For today’s installment of Let’s Compartmentalize Maria’s Head, I’d like to talk about my job.

My job and my happiness have been forever married, no matter how diligently I try to divorce them. “Leave your personal life at the door.” “Leave work at work!” I’d love to do both of those things, but I suck at it. If things aren’t going well at work, it makes me feel like crap everywhere else in life. I think it’s because growing up, work was such a big deal. I started working at 14, and for most of my life, my mom worked two jobs. Everyone around me worked. My dad, who didn’t have much of a work ethic after divorcing my mom, was always broke and not paying child support. He was only good at accruing debt, not money. And because of this, my main fears in life aren’t dying in a horrible crash or World War 3. They’re as follows:

1. Getting knocked up

2. Being unemployed

I’m sure there are worse things in the world, but those are the two most stressful thoughts to me. So for someone so obsessed with work, you’d think I’d have found a job eventually that makes it so I’m not stressed to death and feeling like shit all the time, right?

Nope!

In Part 2, I went over why my last job sucked, in brief. It paid a lot, but going made me absolutely miserable. Plus, I wanted to work in education anyway. So when I made the move to Kansas City, I looked for college admissions jobs! That was the other job offer I got when I graduated from college, so why not? Helping people get into college sounds great. Had it not been for my admissions rep and especially financial aid, navigating college would have been MUCH harder for me. So really, working in admissions would be paying it forward.

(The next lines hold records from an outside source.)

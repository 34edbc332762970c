//! Input readers and the report writer.
//!
//! Readers are lenient: malformed tokens, lines and rows are skipped with a
//! warning instead of failing the run. Only I/O errors are fatal.

use anyhow::{Context, Result};
use polars::prelude::*;
use polysplit::api::{EdgeId, FaceTally, Point2, Weighted};
use std::fs;
use std::io::{BufRead, BufWriter, Write};
use std::path::Path;

/// One query point from the towers CSV.
#[derive(Clone, Debug, PartialEq)]
pub struct Watchtower {
    pub id: String,
    pub postcode: String,
    pub population: i64,
    pub contact: String,
    pub x: f64,
    pub y: f64,
}

impl Weighted for Watchtower {
    fn position(&self) -> Point2 {
        Point2::new(self.x, self.y)
    }

    fn weight(&self) -> i64 {
        self.population
    }
}

/// Vertex ring from whitespace-separated coordinate pairs.
///
/// Stops at the first token that is not a float; a trailing unpaired
/// coordinate is dropped.
pub fn parse_polygon(text: &str) -> Vec<Point2> {
    let mut coords = Vec::new();
    let mut tokens = text.split_whitespace();
    for tok in tokens.by_ref() {
        match tok.parse::<f64>() {
            Ok(v) => coords.push(v),
            Err(_) => {
                tracing::warn!(token = tok, "polygon input stops at non-numeric token");
                break;
            }
        }
    }
    let ignored = tokens.count();
    if ignored > 0 {
        tracing::warn!(ignored, "ignored trailing polygon tokens");
    }
    if coords.len() % 2 == 1 {
        tracing::warn!(value = coords[coords.len() - 1], "ignored unpaired coordinate");
    }
    coords
        .chunks_exact(2)
        .map(|c| Point2::new(c[0], c[1]))
        .collect()
}

pub fn read_polygon(path: &Path) -> Result<Vec<Point2>> {
    let text =
        fs::read_to_string(path).with_context(|| format!("reading polygon {}", path.display()))?;
    Ok(parse_polygon(&text))
}

/// Split requests, one `a b` pair of edge ids per line. Blank lines are ignored;
/// other lines that are not exactly two non-negative integers are skipped.
pub fn parse_splits<R: BufRead>(reader: R) -> Result<Vec<(EdgeId, EdgeId)>> {
    let mut out = Vec::new();
    for (index, line) in reader.lines().enumerate() {
        let line = line.context("reading split requests")?;
        let fields: Vec<&str> = line.split_whitespace().collect();
        match fields.as_slice() {
            [] => continue,
            [a, b] => match (a.parse::<usize>(), b.parse::<usize>()) {
                (Ok(a), Ok(b)) => out.push((EdgeId(a), EdgeId(b))),
                _ => tracing::warn!(line = index + 1, text = line.as_str(), "skipping split request"),
            },
            _ => tracing::warn!(line = index + 1, text = line.as_str(), "skipping split request"),
        }
    }
    Ok(out)
}

/// Split requests from `path`, or from standard input when `None`.
pub fn read_splits(path: Option<&Path>) -> Result<Vec<(EdgeId, EdgeId)>> {
    match path {
        Some(p) => {
            let file =
                fs::File::open(p).with_context(|| format!("opening splits {}", p.display()))?;
            parse_splits(std::io::BufReader::new(file))
        }
        None => parse_splits(std::io::stdin().lock()),
    }
}

/// Towers CSV: one header line, then `id,postcode,population,contact,x,y`.
///
/// Every field is read as text and cast afterwards, so a bad value nulls
/// its row instead of failing the read; such rows are dropped. A file with
/// no records after the header yields no towers.
pub fn read_towers(path: &Path) -> Result<Vec<Watchtower>> {
    let text =
        fs::read_to_string(path).with_context(|| format!("opening towers {}", path.display()))?;
    if !has_records(&text) {
        tracing::warn!(path = %path.display(), "towers file has no records");
        return Ok(Vec::new());
    }
    let raw = LazyCsvReader::new(path)
        .with_has_header(false)
        .with_skip_rows(1)
        .with_infer_schema_length(Some(0))
        .with_truncate_ragged_lines(true)
        .finish()
        .with_context(|| format!("opening towers {}", path.display()))?
        .select([
            col("column_1").alias("id"),
            col("column_2").alias("postcode"),
            col("column_3").cast(DataType::Int64).alias("population"),
            col("column_4").alias("contact"),
            col("column_5").cast(DataType::Float64).alias("x"),
            col("column_6").cast(DataType::Float64).alias("y"),
        ])
        .collect()
        .with_context(|| format!("reading towers {}", path.display()))?;
    let df = raw.clone().lazy().drop_nulls(None).collect()?;
    let dropped = raw.height() - df.height();
    if dropped > 0 {
        tracing::warn!(dropped, "skipped malformed tower rows");
    }

    let ids = df.column("id")?.str()?;
    let postcodes = df.column("postcode")?.str()?;
    let populations = df.column("population")?.i64()?;
    let contacts = df.column("contact")?.str()?;
    let xs = df.column("x")?.f64()?;
    let ys = df.column("y")?.f64()?;

    let mut towers = Vec::with_capacity(df.height());
    for i in 0..df.height() {
        if let (Some(id), Some(postcode), Some(population), Some(contact), Some(x), Some(y)) = (
            ids.get(i),
            postcodes.get(i),
            populations.get(i),
            contacts.get(i),
            xs.get(i),
            ys.get(i),
        ) {
            towers.push(Watchtower {
                id: id.to_string(),
                postcode: postcode.to_string(),
                population,
                contact: contact.to_string(),
                x,
                y,
            });
        }
    }
    Ok(towers)
}

/// Whether any non-blank line follows the header.
fn has_records(text: &str) -> bool {
    text.lines().skip(1).any(|l| !l.trim().is_empty())
}

/// Per-face listing of member towers, then per-face totals.
pub fn write_report<W: Write>(mut w: W, towers: &[Watchtower], tally: &FaceTally) -> Result<()> {
    for (face, members) in tally.members.iter().enumerate() {
        writeln!(w, "{face}")?;
        for &i in members {
            let t = &towers[i];
            writeln!(
                w,
                "Watchtower ID: {}, Postcode: {}, Population Served: {}, \
                 Watchtower Point of Contact Name: {}, x: {:.6}, y: {:.6}",
                t.id, t.postcode, t.population, t.contact, t.x, t.y
            )?;
        }
    }
    for (face, total) in tally.totals.iter().enumerate() {
        writeln!(w, "Face {face} population served: {total}")?;
    }
    Ok(())
}

pub fn write_report_file(path: &Path, towers: &[Watchtower], tally: &FaceTally) -> Result<()> {
    if let Some(parent) = path.parent() {
        if !parent.as_os_str().is_empty() {
            fs::create_dir_all(parent)
                .with_context(|| format!("creating output dir {}", parent.display()))?;
        }
    }
    let file = fs::File::create(path).with_context(|| format!("creating {}", path.display()))?;
    let mut w = BufWriter::new(file);
    write_report(&mut w, towers, tally)?;
    w.flush()
        .with_context(|| format!("writing {}", path.display()))?;
    Ok(())
}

After many resumes and emails, I got hired by a proprietary university. Sure I’d never heard of it, being from Iowa, but every metro area seems to have their small technical and proprietary schools. The students who come here were looking for realistic solutions, ways to get an education that they could work around their jobs and kids that were actually credible. My job was to help them through the process, but also search their souls, uncover their problems, and get them motivated. Get them geared up for school, which most of them haven’t been to in years and are scared shitless of. Convince them that no, they don’t have to work at Taco Bell their whole life. It sounded like not only would I be helping people, but it’d be the people who REALLY needed it.

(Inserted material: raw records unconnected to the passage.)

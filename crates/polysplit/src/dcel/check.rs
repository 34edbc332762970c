//! Structural invariant checks.

use super::error::InvariantError;
use super::types::{Dcel, EdgeId, FaceId, HalfEdgeId};

impl Dcel {
    /// Verify ring links, twin symmetry, face cycles and edge links.
    ///
    /// Returns the first violation found. Cost is linear in the number of half-edges.
    pub fn check_invariants(&self) -> Result<(), InvariantError> {
        let n = self.half_edges.len();
        for id in self.half_edge_ids() {
            let h = self.half_edge(id);
            let in_range = h.next.0 < n
                && h.prev.0 < n
                && h.twin.map_or(true, |t| t.0 < n)
                && h.face.0 < self.faces.len()
                && h.edge.0 < self.edges.len()
                && h.start.0 < self.vertices.len()
                && h.end.0 < self.vertices.len();
            if !in_range {
                return Err(InvariantError::DanglingId { half_edge: id });
            }
        }

        for id in self.half_edge_ids() {
            let h = self.half_edge(id);
            if self.half_edge(h.next).prev != id || self.half_edge(h.prev).next != id {
                return Err(InvariantError::BrokenRing { half_edge: id });
            }
            if self.half_edge(h.next).start != h.end {
                return Err(InvariantError::Disconnected { half_edge: id });
            }
            if let Some(t) = h.twin {
                let twin = self.half_edge(t);
                if twin.twin != Some(id) || twin.start != h.end || twin.end != h.start {
                    return Err(InvariantError::TwinMismatch { half_edge: id });
                }
                if twin.edge != h.edge {
                    return Err(InvariantError::TwinEdgeId { half_edge: id });
                }
            }
        }

        for (index, edge) in self.edges.iter().enumerate() {
            if self.half_edge(edge.half_edge).edge != EdgeId(index) {
                return Err(InvariantError::EdgeLink {
                    edge: EdgeId(index),
                });
            }
        }

        let mut seen = vec![false; n];
        for face in self.face_ids() {
            self.check_face_cycle(face, &mut seen)?;
        }
        if let Some(index) = seen.iter().position(|s| !s) {
            return Err(InvariantError::Orphan {
                half_edge: HalfEdgeId(index),
            });
        }
        Ok(())
    }

    fn check_face_cycle(&self, face: FaceId, seen: &mut [bool]) -> Result<(), InvariantError> {
        let start = self.face(face).half_edge;
        let mut h = start;
        for _ in 0..self.half_edges.len() {
            if self.half_edge(h).face != face || seen[h.0] {
                return Err(InvariantError::OpenFaceCycle { face });
            }
            seen[h.0] = true;
            h = self.half_edge(h).next;
            if h == start {
                return Ok(());
            }
        }
        Err(InvariantError::OpenFaceCycle { face })
    }
}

Reality check. I sit at a desk every day dialing “leads” who may or may not be interested in going back to school. Sometimes I get hung up on. Sometimes people tell me they’re not interested, or ask a few questions and hang up. Every once in a while, I get someone to come in and talk to me about school. Most of the time, though, I hear a lot of voicemails. I leave a lot of voicemails that are never returned. I don’t know where a lot of the “leads” are generated from – mostly internet ads, I presume. Those are the ones that don’t turn into much, though.

My dials are counted. My phone calls are recorded. We have meetings that should take five minutes but end up lasting 30. We operate like a sales floor. During my training, I learned that I was entering the “people improvement business” yet we’re graded on how many people we call, how many we talk to, how many we interview, how many we enroll, how many sit in class, how many referrals we get, et cetera. Yes, the place takes money to run. Yes, everyone needs to be measured somehow. But we have the same number of “leads” and a growing number of reps. Shit’s getting thin and numbers are getting hard. I’m probably going to have to start sharing an office soon (one of the reasons I took the job? having my own office after sitting in a low-walled cube farm). This isn’t about education and helping people. It’s about getting people in the door and filling seats, at least with the way we run it right now. I’d already been in sales. I came to education to help people, which is what I want to do as a teacher, and why I want to be a teacher. I want to help, to pass on knowledge. I don’t want to be a telemarketer. I don’t want to feel like I’m swindling people.

In its defense, the school I work for does have very good, accredited programs. I don’t think it’s the schools fault. Just some sub-institutional methods and attitudes getting away from what the point of our job is. At least at my last job, it was sales and it wasn’t pretending to be anything else. Right now I feel like I’m doing sales all dressed up in a better-your-life suit.

It’s not what I signed up for. It’s just my only option for the time being. And it sucks.